[[ Available data, beginning ]]

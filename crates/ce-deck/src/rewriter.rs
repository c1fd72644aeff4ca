//! Rewriting of annotated code blocks inside rendered deck HTML.

use regex::{Captures, Regex};

use ce_snippet::split;
use ce_state::{ClientState, Endpoint};

use crate::escape::{escape_html, unescape_html};

/// Fence language whose code blocks are rewritten by default.
const DEFAULT_LANGUAGE: &str = "cpp";

/// Rewrites annotated code blocks in rendered HTML.
///
/// Scans for `<code class="language-cpp">` elements, splits their text
/// into compile and display sources, swaps the visible text for the
/// display source and attaches the Compiler Explorer URL as a
/// `data-ce-url` attribute. Blocks of other languages pass through
/// untouched.
///
/// Each block is processed independently; directive state never leaks
/// between blocks.
pub struct SnippetRewriter {
    endpoint: Endpoint,
    block_re: Regex,
    warnings: Vec<String>,
}

impl SnippetRewriter {
    /// Create a rewriter for `language-cpp` blocks on the production
    /// instance.
    #[must_use]
    pub fn new() -> Self {
        Self::for_language(DEFAULT_LANGUAGE)
    }

    /// Create a rewriter matching blocks fenced with a different language
    /// tag.
    #[must_use]
    pub fn for_language(language: &str) -> Self {
        let pattern = format!(
            r#"(?s)<code([^>]*\bclass="[^"]*\blanguage-{}\b[^"]*"[^>]*)>(.*?)</code>"#,
            regex::escape(language)
        );
        Self {
            endpoint: Endpoint::default(),
            block_re: Regex::new(&pattern).unwrap(),
            warnings: Vec::new(),
        }
    }

    /// Set the Compiler Explorer instance URLs point at.
    #[must_use]
    pub fn endpoint(mut self, endpoint: Endpoint) -> Self {
        self.endpoint = endpoint;
        self
    }

    /// Rewrite all annotated code blocks in the given HTML.
    ///
    /// Splitter warnings are collected (prefixed with the block's index in
    /// document order) and retrievable with [`warnings`](Self::warnings).
    #[must_use]
    pub fn process(&mut self, html: &str) -> String {
        let endpoint = self.endpoint;
        let mut warnings = Vec::new();
        let mut index = 0usize;

        let out = self.block_re.replace_all(html, |caps: &Captures| {
            let rewritten = rewrite_block(endpoint, &caps[1], &caps[2], index, &mut warnings)
                .unwrap_or_else(|| caps[0].to_owned());
            index += 1;
            rewritten
        });

        self.warnings.append(&mut warnings);
        out.into_owned()
    }

    /// Warnings collected across all processed blocks.
    #[must_use]
    pub fn warnings(&self) -> &[String] {
        &self.warnings
    }
}

impl Default for SnippetRewriter {
    fn default() -> Self {
        Self::new()
    }
}

/// Rewrite one matched block, or `None` to leave it as it was.
fn rewrite_block(
    endpoint: Endpoint,
    attrs: &str,
    body: &str,
    index: usize,
    warnings: &mut Vec<String>,
) -> Option<String> {
    let result = split(&unescape_html(body));
    for warning in &result.warnings {
        tracing::warn!(snippet = index, "{warning}");
        warnings.push(format!("snippet {index}: {warning}"));
    }

    let state = ClientState::for_snippet(&result.snippet);
    match endpoint.url_for(&state) {
        Ok(url) => Some(format!(
            r#"<code{attrs} data-ce-url="{}">{}</code>"#,
            escape_html(&url),
            escape_html(&result.snippet.display_source)
        )),
        Err(error) => {
            tracing::warn!(snippet = index, "{error}");
            warnings.push(format!("snippet {index}: {error}"));
            None
        }
    }
}
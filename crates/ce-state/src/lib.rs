//! Compiler Explorer client-state payloads.
//!
//! Builds the versioned `{version: 4, content: [...]}` document the
//! Compiler Explorer web app reads from its URL fragment, and encodes it
//! the way the browser's `encodeURIComponent` would. The layout is a
//! single row holding an editor, a compiler and an output pane,
//! cross-referenced by small integer ids.
//!
//! # Example
//!
//! ```
//! use ce_state::{ClientState, Endpoint};
//!
//! let state = ClientState::new("int main() {}\n", "g8", "-O2");
//! let url = Endpoint::Production.url_for(&state)?;
//!
//! assert!(url.starts_with("https://godbolt.org/#"));
//! # Ok::<(), ce_state::StateError>(())
//! ```

mod encode;
mod endpoint;
mod layout;

pub use encode::encode_fragment;
pub use endpoint::Endpoint;
pub use layout::{ClientState, StateError};
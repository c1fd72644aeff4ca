//! Compiler Explorer integration for rendered decks.
//!
//! Rewrites already-rendered presentation HTML: each annotated code
//! block has its visible text replaced by the display
//! source and gains a `data-ce-url` attribute holding the Compiler
//! Explorer URL for the full compile source. What a click does with the
//! URL (navigate on shift, new tab on ctrl/cmd) stays in the host's
//! event wiring.
//!
//! # Example
//!
//! ```
//! use ce_deck::SnippetRewriter;
//!
//! let html = r#"<pre><code class="language-cpp">// hide
//! int secret;
//! // unhide
//! int shown;
//! </code></pre>"#;
//!
//! let mut rewriter = SnippetRewriter::new();
//! let out = rewriter.process(html);
//!
//! assert!(out.contains("int shown;"));
//! assert!(!out.contains("int secret;"));
//! assert!(out.contains("data-ce-url=\"https://godbolt.org/#"));
//! ```

mod escape;
mod rewriter;

pub use escape::{escape_html, unescape_html};
pub use rewriter::SnippetRewriter;
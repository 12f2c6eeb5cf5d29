//! Color values used by markup tags

use core::fmt;

use crate::classify::{hash_ascii_case_insensitive, hash_case_insensitive};
use crate::error::Error;

/// An 8-bit per channel RGBA color.
#[derive(Clone, Copy, Debug, Default, PartialEq, Eq, Hash)]
#[cfg_attr(feature = "serde", derive(serde::Serialize, serde::Deserialize))]
pub struct Rgba8 {
    pub r: u8,
    pub g: u8,
    pub b: u8,
    pub a: u8,
}

const NAMED_COLORS: &[(i32, Rgba8)] = &[
    (hash_ascii_case_insensitive(b"red"), Rgba8::new(255, 0, 0, 255)),
    (hash_ascii_case_insensitive(b"lightblue"), Rgba8::new(173, 216, 230, 255)),
    (hash_ascii_case_insensitive(b"blue"), Rgba8::new(0, 0, 255, 255)),
    (hash_ascii_case_insensitive(b"grey"), Rgba8::new(128, 128, 128, 255)),
    (hash_ascii_case_insensitive(b"black"), Rgba8::BLACK),
    (hash_ascii_case_insensitive(b"green"), Rgba8::new(0, 255, 0, 255)),
    (hash_ascii_case_insensitive(b"white"), Rgba8::WHITE),
    (hash_ascii_case_insensitive(b"orange"), Rgba8::new(255, 128, 0, 255)),
    (hash_ascii_case_insensitive(b"purple"), Rgba8::new(160, 32, 240, 255)),
    (hash_ascii_case_insensitive(b"yellow"), Rgba8::new(255, 235, 4, 255)),
];

impl Rgba8 {
    pub const BLACK: Rgba8 = Rgba8::new(0, 0, 0, 255);
    pub const WHITE: Rgba8 = Rgba8::new(255, 255, 255, 255);

    pub const fn new(r: u8, g: u8, b: u8, a: u8) -> Self {
        Rgba8 { r, g, b, a }
    }

    /// Return this color with its alpha capped at `alpha`.
    pub fn with_max_alpha(self, alpha: u8) -> Self {
        Rgba8 {
            a: self.a.min(alpha),
            ..self
        }
    }

    /// Parse `#RGB`, `#RGBA`, `#RRGGBB` or `#RRGGBBAA`.
    ///
    /// Short forms repeat each digit, so `#f80` is `#ff8800`. A missing alpha
    /// is opaque.
    pub fn from_hex(s: &str) -> Result<Self, Error> {
        let invalid = || Error::InvalidColor(s.to_owned());
        let digits = s.strip_prefix('#').ok_or_else(invalid)?;
        let nibbles = digits
            .chars()
            .map(|c| c.to_digit(16).map(|d| d as u8))
            .collect::<Option<Vec<_>>>()
            .ok_or_else(invalid)?;

        let channels: Vec<u8> = match nibbles.len() {
            3 | 4 => nibbles.iter().map(|n| n * 16 + n).collect(),
            6 | 8 => nibbles.chunks(2).map(|pair| pair[0] * 16 + pair[1]).collect(),
            _ => return Err(invalid()),
        };
        let alpha = channels.get(3).copied().unwrap_or(255);
        Ok(Rgba8::new(channels[0], channels[1], channels[2], alpha))
    }

    /// Look up one of the named colors, case-insensitively.
    pub fn from_name(name: &str) -> Option<Self> {
        Self::from_name_hash(hash_case_insensitive(name))
    }

    /// Look up a named color by the case-insensitive hash of its name.
    pub fn from_name_hash(hash: i32) -> Option<Self> {
        NAMED_COLORS
            .iter()
            .find_map(|(name_hash, color)| (*name_hash == hash).then_some(*color))
    }

    /// Parse a hex color or a color name.
    pub fn parse(s: &str) -> Result<Self, Error> {
        if s.starts_with('#') {
            Self::from_hex(s)
        } else {
            Self::from_name(s).ok_or_else(|| Error::InvalidColor(s.to_owned()))
        }
    }
}

impl fmt::Display for Rgba8 {
    fn fmt(&self, f: &mut fmt::Formatter<'_>) -> fmt::Result {
        write!(f, "#{:02X}{:02X}{:02X}{:02X}", self.r, self.g, self.b, self.a)
    }
}
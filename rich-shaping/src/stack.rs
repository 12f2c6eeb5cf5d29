//! A reusable stack for nested style values
//!
//! Each markup property that can be nested (color, size, weight and so on)
//! keeps its values on a [`NestingStack`]. Opening a tag pushes the new value,
//! closing it restores whatever was active before. Stacks are reset with
//! [`NestingStack::set_default`] at the start of every layout pass and are
//! never reallocated once warmed up.

use crate::error::Error;

const DEFAULT_CAPACITY: usize = 4;

/// A stack of values with an optional baseline and an optional ring-buffer mode.
///
/// In the default, bounded mode (`rollover_size == 0`) [`push`] grows the
/// backing storage as needed and nothing is ever discarded.
///
/// When a rollover size is set the stack behaves as a ring buffer: pushes
/// wrap around after `rollover_size` slots and only the most recent
/// `rollover_size` items can be popped again.
///
/// Operations on an empty stack never fail; they yield the *fallback* item,
/// which is `T::default()` unless set with [`with_fallback`].
///
/// [`push`]: NestingStack::push
/// [`with_fallback`]: NestingStack::with_fallback
#[derive(Clone, Debug, PartialEq)]
pub struct NestingStack<T> {
    items: Vec<T>,
    index: usize,
    count: usize,
    fallback: T,
    rollover_size: usize,
    has_default: bool,
}

impl<T: Clone + Default> Default for NestingStack<T> {
    fn default() -> Self {
        Self::new()
    }
}

impl<T: Clone + Default> NestingStack<T> {
    /// Create an empty stack with no storage.
    ///
    /// Storage is allocated on the first [`push`](Self::push) or
    /// [`set_default`](Self::set_default).
    pub fn new() -> Self {
        Self::from_vec(Vec::new())
    }

    /// Create a stack with `capacity` pre-allocated slots.
    pub fn with_capacity(capacity: usize) -> Self {
        Self::from_vec(vec![T::default(); capacity])
    }

    /// Create a ring-buffer stack holding the last `rollover_size` pushes.
    pub fn with_rollover(capacity: usize, rollover_size: usize) -> Self {
        let mut stack = Self::with_capacity(capacity);
        stack.rollover_size = rollover_size;
        stack
    }

    /// Use an existing table as storage.
    ///
    /// The contents of `items` are treated as free slots; the stack starts
    /// out empty.
    pub fn from_vec(items: Vec<T>) -> Self {
        NestingStack {
            items,
            index: 0,
            count: 0,
            fallback: T::default(),
            rollover_size: 0,
            has_default: false,
        }
    }

    /// Set the item returned when the stack is empty.
    pub fn with_fallback(mut self, fallback: T) -> Self {
        self.fallback = fallback;
        self
    }

    /// The number of items on the stack, including the baseline.
    pub fn len(&self) -> usize {
        self.count
    }

    pub fn is_empty(&self) -> bool {
        self.count == 0
    }

    /// The number of allocated slots.
    pub fn capacity(&self) -> usize {
        self.items.len()
    }

    pub fn rollover_size(&self) -> usize {
        self.rollover_size
    }

    /// Change the ring-buffer size; `0` switches back to bounded mode.
    ///
    /// This is intended to be called on an empty stack.
    pub fn set_rollover_size(&mut self, rollover_size: usize) {
        self.rollover_size = rollover_size;
    }

    fn is_ring(&self) -> bool {
        self.rollover_size > 0
    }

    /// The slot holding the top item, if any.
    fn top_slot(&self) -> Option<usize> {
        if self.is_ring() {
            (self.count > 0).then(|| (self.index + self.rollover_size - 1) % self.rollover_size)
        } else {
            self.index.checked_sub(1)
        }
    }

    fn slot_or_base(&self, slot: Option<usize>) -> T {
        slot.or(Some(0))
            .and_then(|slot| self.items.get(slot))
            .cloned()
            .unwrap_or_else(|| self.fallback.clone())
    }

    /// Reset the stack to hold only `item` as its baseline.
    ///
    /// The baseline lives in slot 0. [`pop`](Self::pop) and
    /// [`remove`](Self::remove) never remove it, so closing more tags than
    /// were opened always lands back on the default.
    pub fn set_default(&mut self, item: T) {
        if self.items.is_empty() {
            self.items.resize(DEFAULT_CAPACITY, self.fallback.clone());
        }
        self.items[0] = item;
        self.index = 1;
        self.count = 1;
        self.has_default = true;
    }

    /// Call [`set_default`](Self::set_default) on every stack in `stacks`.
    pub fn set_default_all(stacks: &mut [NestingStack<T>], item: T) {
        for stack in stacks {
            stack.set_default(item.clone());
        }
    }

    /// Empty the stack, dropping the baseline as well.
    ///
    /// Storage is kept for reuse.
    pub fn clear(&mut self) {
        self.index = 0;
        self.count = 0;
        self.has_default = false;
    }

    /// Push an item, growing the storage if it is full.
    pub fn push(&mut self, item: T) {
        if self.index == self.items.len() {
            let new_capacity = match self.items.len() * 2 {
                0 => DEFAULT_CAPACITY,
                n => n,
            };
            self.items.resize(new_capacity, self.fallback.clone());
        }

        self.items[self.index] = item;

        if self.is_ring() {
            self.index = (self.index + 1) % self.rollover_size;
            self.count = (self.count + 1).min(self.rollover_size);
        } else {
            self.index += 1;
            self.count += 1;
        }
    }

    /// Remove and return the top item.
    ///
    /// Returns the fallback if the stack is empty. If a baseline was set and
    /// it is the only item left, it is returned and stays in place.
    pub fn pop(&mut self) -> T {
        let Some(top) = self.top_slot() else {
            return self.fallback.clone();
        };
        if self.has_default && self.count == 1 {
            return self.items[top].clone();
        }
        self.index = top;

        let item = std::mem::replace(&mut self.items[self.index], self.fallback.clone());
        self.count = self.count.saturating_sub(1);
        item
    }

    /// Return the top item without removing it, or the fallback if empty.
    pub fn peek(&self) -> T {
        match self.top_slot() {
            Some(slot) => self.items[slot].clone(),
            None => self.fallback.clone(),
        }
    }

    /// The top item, or the item in slot 0 if the stack is empty.
    pub fn current(&self) -> T {
        self.slot_or_base(self.top_slot())
    }

    /// The item below the top, or the item in slot 0 if there is none.
    pub fn previous(&self) -> T {
        let slot = if self.is_ring() {
            (self.count > 1)
                .then(|| (self.index + 2 * self.rollover_size - 2) % self.rollover_size)
        } else {
            self.index.checked_sub(2)
        };
        self.slot_or_base(slot)
    }

    /// Append an item without growing the storage.
    ///
    /// This is used with tables that were sized up front. If there is no free
    /// slot the item is dropped and [`Error::StackFull`] is returned; the
    /// stack is left unchanged. In ring mode the index wraps like
    /// [`push`](Self::push).
    pub fn add(&mut self, item: T) -> Result<(), Error> {
        match self.items.get_mut(self.index) {
            Some(slot) => {
                *slot = item;
                if self.is_ring() {
                    self.index = (self.index + 1) % self.rollover_size;
                    self.count = (self.count + 1).min(self.rollover_size);
                } else {
                    self.index += 1;
                    self.count += 1;
                }
                Ok(())
            }
            None => {
                log::trace!("stack full at {} items, dropping value", self.index);
                Err(Error::StackFull {
                    capacity: self.items.len(),
                })
            }
        }
    }

    /// Drop the top item in response to a closing tag.
    ///
    /// Returns the item that is current afterwards. The stack never shrinks
    /// below slot 0: removing from a stack that only holds its baseline
    /// returns the baseline.
    pub fn remove(&mut self) -> T {
        if self.is_ring() {
            if self.count > 1 {
                self.index = (self.index + self.rollover_size - 1) % self.rollover_size;
                self.count -= 1;
            }
            return self.current();
        }
        if self.index <= 1 {
            if self.items.is_empty() {
                return self.fallback.clone();
            }
            self.index = 1;
            self.count = 1;
            return self.items[0].clone();
        }
        self.index -= 1;
        self.count = self.count.saturating_sub(1);
        self.items[self.index - 1].clone()
    }
}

[[ Available data, end ]]

**Work request**
Check each line above for the string "current" and copy every line that has it.

**Response box**
    pub fn current(&self) -> T {
    /// Returns the item that is current afterwards. The stack never shrinks
            return self.current();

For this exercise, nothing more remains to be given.